Ведь они дали клятву изгнать врага и вернуть Авынгу свой вековой долг.
Перевод И. Зимониной.
РАССКАЗ МОЛОДОГО СОЛДАТА
Шиу мне очень нравилась. Началось это, правда, не так давно, хотя мы с ней с детства жили в одном селе, вместе играли в монеты, устраивали за костелом петушиные бои, ходили к морю во время отлива подбирать мелкую рыбешку и крабов, сушили соль, нередко ругались и ссорились, случалось, даже дрались, но всегда почти сразу же мирились. Но вот когда нам стало по двадцать, все сразу переменилось. Не помню уж точно, в прошлом или позапрошлом году я вдруг почувствовал, что мне почему-то неловко стало говорить Шиу «ты». В тот год она как-то сразу похорошела, даже черты лица как будто изменились, что-то в них теперь появилось необычное, даже загадочное. Встречаясь со мной, она всякий раз краснела и смущалась, да только я ясно видел, что глаза Шиу — ух какие они у нее блестящие и глубокие! — будто хотят что-то сказать или сами ждут от меня чего-то. Не раз уже, встретив ее взгляд, я хотел было объясниться, но все никак не решался, трусил. Смешно, но я заранее обдумал, что я скажу Шиу, а стоя перед ней, забывал все слова, смущался и путался так, что готов был со стыда провалиться.
И вот в один из холодных вечеров, когда мы прятались от ветра под большим баньяном, я собрался с духом и сказал Шиу… о господи, какую же глупость я тогда сказал!
— Шиу, мать мне все время твердит, чтоб я женился. Ты… это самое… ты не пойдешь за меня?
Шиу вспыхнула, глаза ее сердито блеснули, и, отвернувшись, она процедила:
— Вот еще, больно надо!
И, не дав мне опомниться, вскочила и бросилась бежать. Правда, потом оглянулась, но тут же снова припустила, да как: спотыкаясь, едва не падая, будто за ней кто-то гнался.

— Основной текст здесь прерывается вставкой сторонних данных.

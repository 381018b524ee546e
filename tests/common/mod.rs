//! Common test utilities
//!
//! Builds a full application around the in-memory store and a fake
//! courier so integration tests run without external services.

use std::sync::atomic::{AtomicUsize, Ordering};
use std::sync::Arc;

use async_trait::async_trait;
use axum_test::TestServer;

use postbox::delivery::{DeliveryOutcome, LetterCourier};
use postbox::mail::model::Provider;
use postbox::server::config::ServerConfig;
use postbox::server::create_app_with_state;
use postbox::server::state::AppState;
use postbox::store::MemoryStore;
use postbox::users::model::PostalAddress;

/// Courier that counts delivery attempts and answers with a fixed
/// outcome. Defaults to success.
pub struct FakeCourier {
    calls: AtomicUsize,
    fail_with: Option<String>,
}

impl FakeCourier {
    pub fn succeeding() -> Self {
        Self {
            calls: AtomicUsize::new(0),
            fail_with: None,
        }
    }

    pub fn failing(reason: &str) -> Self {
        Self {
            calls: AtomicUsize::new(0),
            fail_with: Some(reason.to_string()),
        }
    }

    pub fn call_count(&self) -> usize {
        self.calls.load(Ordering::SeqCst)
    }
}

#[async_trait]
impl LetterCourier for FakeCourier {
    fn supports(&self, _provider: Provider) -> bool {
        true
    }

    async fn deliver(
        &self,
        _provider: Provider,
        _to: &PostalAddress,
        _from: &PostalAddress,
        _html: &str,
    ) -> DeliveryOutcome {
        self.calls.fetch_add(1, Ordering::SeqCst);
        match &self.fail_with {
            Some(reason) => DeliveryOutcome::failed(reason.clone()),
            None => DeliveryOutcome::sent("ltr_test"),
        }
    }
}

/// Everything a test needs: the server plus handles to the store and
/// courier behind it.
pub struct TestApp {
    pub server: TestServer,
    pub store: Arc<MemoryStore>,
    pub courier: Arc<FakeCourier>,
}

pub fn spawn_app() -> TestApp {
    spawn_app_with_courier(FakeCourier::succeeding())
}

pub fn spawn_app_with_courier(courier: FakeCourier) -> TestApp {
    let store = Arc::new(MemoryStore::new());
    let courier = Arc::new(courier);
    let state = AppState::new(store.clone(), courier.clone(), ServerConfig::for_tests());
    let server = TestServer::new(create_app_with_state(state)).unwrap();
    TestApp {
        server,
        store,
        courier,
    }
}

impl TestApp {
    /// Dev-login as a username and return the bearer token.
    pub async fn login(&self, username: &str) -> String {
        let response = self
            .server
            .post("/api/auth/dev-login")
            .json(&serde_json::json!({ "username": username }))
            .await;
        let body: serde_json::Value = response.json();
        body["token"]
            .as_str()
            .expect("dev-login should return a token")
            .to_string()
    }
}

В тот день, помню, было очень холодно, но меня точно жаром обдало. Я не мог понять, почему Шиу рассердилась, и ругал себя за то, что все так нелепо вышло и что сказал я ей совсем не то, что хотел. Потом я решил, что не моя неловкость тут виной — Шиу, видно, попросту презирает меня. Да оно и понятно: ведь мне уже двадцать, парень я высокий и вроде ладный, а все еще не на воинской службе. Сейчас парни из всех окрестных деревень участвуют в движениях «Три готовности», «Три обязательства» и, надев военную форму, идут бить врага, а я…

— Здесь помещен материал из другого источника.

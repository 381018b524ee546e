/**
 * Username Directory
 *
 * Case-insensitive unique mapping from handle to user record. Display
 * case lives in `username`, the lookup key in `username_lower`; the
 * split exists because the backing store only supports exact-match
 * queries.
 *
 * Uniqueness is enforced at claim time with a check-then-write, so two
 * concurrent claims of the same handle can race past the check. The
 * store's per-document atomicity bounds the damage to last-write-wins
 * on a single record.
 */

use crate::error::ApiError;
use crate::store::{Store, StoreError};
use crate::users::model::{UserPatch, UserRecord};

/// Normalize a human-entered handle into the lookup key: trim
/// whitespace, strip a single leading `@`, lowercase.
pub fn normalize(raw: &str) -> String {
    display_form(raw).to_lowercase()
}

/// Trim and strip a single leading `@`, preserving display case.
pub fn display_form(raw: &str) -> &str {
    let trimmed = raw.trim();
    trimmed.strip_prefix('@').unwrap_or(trimmed).trim()
}

/// Resolve a handle to its user record.
///
/// The normalized index is authoritative; records created before the
/// index existed are found by an exact-case fallback on `username`.
pub async fn find_by_username(
    store: &dyn Store,
    handle: &str,
) -> Result<UserRecord, ApiError> {
    let lower = normalize(handle);
    if lower.is_empty() {
        return Err(ApiError::invalid_argument("username is required"));
    }

    if let Some(record) = store.find_user_by_username_lower(&lower).await? {
        return Ok(record);
    }

    // Legacy records may have a display username without the
    // normalized index entry.
    if let Some(record) = store.find_user_by_username_exact(display_form(handle)).await? {
        return Ok(record);
    }

    Err(ApiError::not_found(format!("Handle not found: {lower}")))
}

/// Claim `desired` for `id`, upserting both username forms.
///
/// Fails with `Conflict` when the normalized form already belongs to a
/// different identity. Re-claiming one's own name is idempotent.
pub async fn claim_username(
    store: &dyn Store,
    id: &str,
    desired: &str,
) -> Result<(String, String), ApiError> {
    let username = display_form(desired).to_string();
    let username_lower = username.to_lowercase();
    if username_lower.is_empty() {
        return Err(ApiError::invalid_argument("username is required"));
    }

    if let Some(existing) = store.find_user_by_username_lower(&username_lower).await? {
        if existing.id != id {
            tracing::debug!(username = %username_lower, "username already taken");
            return Err(ApiError::conflict("Username already taken"));
        }
    }

    store
        .merge_user(id, UserPatch::username(username.clone(), username_lower.clone()))
        .await?;

    Ok((username, username_lower))
}

/// True if either the normalized or the exact-case lookup matches.
/// Absence is a normal answer, not an error.
pub async fn exists(store: &dyn Store, handle: &str) -> Result<bool, StoreError> {
    let lower = normalize(handle);
    if lower.is_empty() {
        return Ok(false);
    }
    if store.find_user_by_username_lower(&lower).await?.is_some() {
        return Ok(true);
    }
    Ok(store
        .find_user_by_username_exact(display_form(handle))
        .await?
        .is_some())
}

#[cfg(test)]
mod tests {
    use super::*;
    use crate::store::MemoryStore;

    #[test]
    fn test_normalize() {
        assert_eq!(normalize("  @Cole  "), "cole");
        assert_eq!(normalize("@JACK"), "jack");
        assert_eq!(normalize("jack"), "jack");
        assert_eq!(normalize("@"), "");
        // only a single leading @ is stripped
        assert_eq!(normalize("@@cole"), "@cole");
    }

    #[tokio::test]
    async fn test_claim_and_case_insensitive_roundtrip() {
        let store = MemoryStore::new();
        let (username, lower) = claim_username(&store, "u1", "Jack").await.unwrap();
        assert_eq!(username, "Jack");
        assert_eq!(lower, "jack");

        for handle in ["Jack", "jack", "@JACK"] {
            let record = find_by_username(&store, handle).await.unwrap();
            assert_eq!(record.id, "u1");
            assert_eq!(record.username, "Jack");
        }
    }

    #[tokio::test]
    async fn test_claim_conflict() {
        let store = MemoryStore::new();
        claim_username(&store, "u1", "cole").await.unwrap();

        let err = claim_username(&store, "u2", "@Cole").await.unwrap_err();
        assert!(matches!(err, ApiError::Conflict(_)));
    }

    #[tokio::test]
    async fn test_reclaim_own_name_is_idempotent() {
        let store = MemoryStore::new();
        claim_username(&store, "u1", "Cole").await.unwrap();
        let (username, lower) = claim_username(&store, "u1", "Cole").await.unwrap();
        assert_eq!((username.as_str(), lower.as_str()), ("Cole", "cole"));
    }

    #[tokio::test]
    async fn test_exact_case_fallback_for_legacy_records() {
        let store = MemoryStore::new();
        // legacy record: display username persisted without the
        // normalized index entry
        let mut patch = UserPatch::default();
        patch.username = Some("OldTimer".to_string());
        store.merge_user("u9", patch).await.unwrap();

        let record = find_by_username(&store, "OldTimer").await.unwrap();
        assert_eq!(record.id, "u9");
        // the lowercase form never got indexed, so a different case
        // cannot find the legacy record
        assert!(find_by_username(&store, "oldtimer").await.is_err());
    }

    #[tokio::test]
    async fn test_exists_does_not_fail_on_absence() {
        let store = MemoryStore::new();
        assert!(!exists(&store, "ghost").await.unwrap());
        assert!(!exists(&store, "  ").await.unwrap());

        claim_username(&store, "u1", "Cole").await.unwrap();
        assert!(exists(&store, "@cole").await.unwrap());
    }

    #[tokio::test]
    async fn test_empty_claim_rejected() {
        let store = MemoryStore::new();
        let err = claim_username(&store, "u1", "  @ ").await.unwrap_err();
        assert!(matches!(err, ApiError::InvalidArgument(_)));
    }
}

Чем больше я об этом думал, тем обидней мне становилось и такая меня злость брала! А ведь виной всему была моя мать! Если бы не она, я бы наверняка был уже в армии. Последние два года я даже медосмотр несколько раз проходил вместе с призывниками, и, конечно, успешно. Но мать держала меня цепко, она всех на помощь призвала: и председателя кооператива, и командира местного ополчения, и даже в уезд не раз писала, упрямая — только б ее сына дома оставили. Конечно, все сочувствовали мне, но раз в семье такая обстановка, тут уж ничего не поделаешь. Воинский долг нужно выполнять добровольно, и в семье на этот счет тоже должно быть согласие. Что и говорить, «повезло» мне с такой несознательной матерью!